But while the drinking binges continue for Britton and the 59 other alcoholics at St. Anthony, the spending binges have ended. The St. Paul “wet house” is slashing the public’s financial burden for those men by more than 80 percent — saving about $5 million a year.

The “wet houses” cost about $18,000 per year, per person, to run. The St. Anthony wet house is paid for by Ramsey County, St. Paul, Catholic Charities and the state of Minnesota. If you think $18,000 a year is a lot to spend on someone who is going to die anyway, look at the facts.

The worst alcoholics cost the public an average of $100,000 a year, according to St. Anthony Residence manager Bill Hockenberger.

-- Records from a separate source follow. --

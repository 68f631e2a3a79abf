#![allow(dead_code)]

pub mod http {
    use std::io::{Read, Write};
    use std::net::{SocketAddr, TcpStream};
    use std::time::Duration;

    /// Parsed raw HTTP response.
    #[derive(Debug)]
    pub struct TestResponse {
        pub status: u16,
        pub headers: Vec<(String, String)>,
        pub body: String,
    }

    impl TestResponse {
        pub fn header(&self, name: &str) -> Option<&str> {
            self.headers
                .iter()
                .find(|(k, _)| k.eq_ignore_ascii_case(name))
                .map(|(_, v)| v.as_str())
        }

        pub fn json(&self) -> serde_json::Value {
            serde_json::from_str(&self.body).unwrap_or_default()
        }
    }

    pub fn send_request(addr: &SocketAddr, req: &str) -> String {
        let mut stream = TcpStream::connect(addr).unwrap();
        stream.write_all(req.as_bytes()).unwrap();
        stream
            .set_read_timeout(Some(Duration::from_millis(200)))
            .unwrap();
        let mut buf = Vec::new();
        loop {
            let mut tmp = [0u8; 4096];
            match stream.read(&mut tmp) {
                Ok(0) => break,
                Ok(n) => buf.extend_from_slice(&tmp[..n]),
                Err(ref e)
                    if e.kind() == std::io::ErrorKind::WouldBlock
                        || e.kind() == std::io::ErrorKind::TimedOut =>
                {
                    break
                }
                Err(e) => panic!("read error: {:?}", e),
            }
        }
        String::from_utf8_lossy(&buf).to_string()
    }

    pub fn parse_response(resp: &str) -> TestResponse {
        let (head, body) = resp.split_once("\r\n\r\n").unwrap_or((resp, ""));
        let mut lines = head.lines();
        let status = lines
            .next()
            .and_then(|l| l.split_whitespace().nth(1))
            .and_then(|s| s.parse().ok())
            .unwrap_or(0);
        let headers = lines
            .filter_map(|l| l.split_once(':'))
            .map(|(k, v)| (k.trim().to_string(), v.trim().to_string()))
            .collect();
        TestResponse {
            status,
            headers,
            body: body.to_string(),
        }
    }

    /// Send one request with `Content-Length` set and parse the answer.
    pub fn call(
        addr: &SocketAddr,
        method: &str,
        uri: &str,
        headers: &[(&str, &str)],
        body: &str,
    ) -> TestResponse {
        let mut req = format!("{method} {uri} HTTP/1.1\r\nHost: localhost\r\n");
        for (k, v) in headers {
            req.push_str(&format!("{k}: {v}\r\n"));
        }
        req.push_str(&format!("Content-Length: {}\r\n\r\n{body}", body.len()));
        parse_response(&send_request(addr, &req))
    }
}

pub mod requests {
    use brrtkit::server::{parse_cookies, parse_query_params, ParsedRequest};
    use std::collections::HashMap;

    /// Build a [`ParsedRequest`] the way the server would for `uri`.
    pub fn request(method: &str, uri: &str, headers: &[(&str, &str)], body: &[u8]) -> ParsedRequest {
        let headers: HashMap<String, String> = headers
            .iter()
            .map(|(k, v)| (k.to_ascii_lowercase(), v.to_string()))
            .collect();
        ParsedRequest {
            method: method.to_string(),
            path: uri.split('?').next().unwrap_or("/").to_string(),
            cookies: parse_cookies(&headers),
            headers,
            query: parse_query_params(uri),
            body: body.to_vec(),
        }
    }

    pub fn get(uri: &str) -> ParsedRequest {
        request("GET", uri, &[], &[])
    }

    pub fn post_json(uri: &str, body: &serde_json::Value) -> ParsedRequest {
        request(
            "POST",
            uri,
            &[("Content-Type", "application/json")],
            body.to_string().as_bytes(),
        )
    }
}

pub mod test_server {
    use brrtkit::server::{AppService, HttpServer, ServerHandle};
    use std::net::{SocketAddr, TcpListener};
    use std::sync::Once;

    /// Ensures May coroutines are configured only once
    static MAY_INIT: Once = Once::new();

    pub fn setup_may_runtime() {
        MAY_INIT.call_once(|| {
            may::config().set_stack_size(0x8000);
        });
    }

    /// Running server on a free port, stopped on drop.
    pub struct TestServer {
        handle: Option<ServerHandle>,
        addr: SocketAddr,
    }

    impl TestServer {
        pub fn start(service: AppService) -> Self {
            setup_may_runtime();
            let listener = TcpListener::bind("127.0.0.1:0").unwrap();
            let addr = listener.local_addr().unwrap();
            drop(listener);
            let handle = HttpServer(service).start(addr).unwrap();
            handle.wait_ready().unwrap();
            Self {
                handle: Some(handle),
                addr,
            }
        }

        pub fn addr(&self) -> SocketAddr {
            self.addr
        }
    }

    impl Drop for TestServer {
        fn drop(&mut self) {
            if let Some(handle) = self.handle.take() {
                handle.stop();
            }
        }
    }
}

That’s a whole heap of cash. But the men of the wet houses, cost a fraction of that. They’re not going to jail, or making frivolous trips to the emergency room and they’re not going to detox just to have a bed to sleep in. The men who live in the St. Anthony house also have their monthly welfare payments cut by more than half to $89 per month when they move in. Furthermore, they’re not hurting anyone by drinking and driving, as most have sold their cars to buy booze. They’re not begging for money on the corner, they’re not stealing or stumbling around on the streets.

Consider Marion Hagerman. In his 39 years of drinking, the 54-year-old has been arrested about 60 times. He has kept drinking despite six drunken-driving convictions and six 28-day treatment sessions.

His drinking has cost the public more than $450,000. And since he was admitted to St. Anthony’s two years ago?

Nothing. Not a single arrest, detox stay or emergency-room visit.

It’s not that he’s turned his life around — he still drinks mouthwash, which he stashes in a nearby Dumpster. But he has drastically cut his cost to the public.

“I use to stumble around and make a fool of myself outside,” said Hagerman, as he relit a day-old cigarette butt in his bare room. “But now I go home and do it here.”

Aside from the cost, the other thing to consider is, these are guys who have given up trying to get help. They’ve done all the court ordered 12-step programs, gone through rehab half a dozen times and they still make the choice to drink because it’s become more than just a habit, it’s who they are.

“Treatment is a bunch of B.S.,” snapped Ricky Isaac, a three-year resident, as he drank a beer on the center’s drinking patio.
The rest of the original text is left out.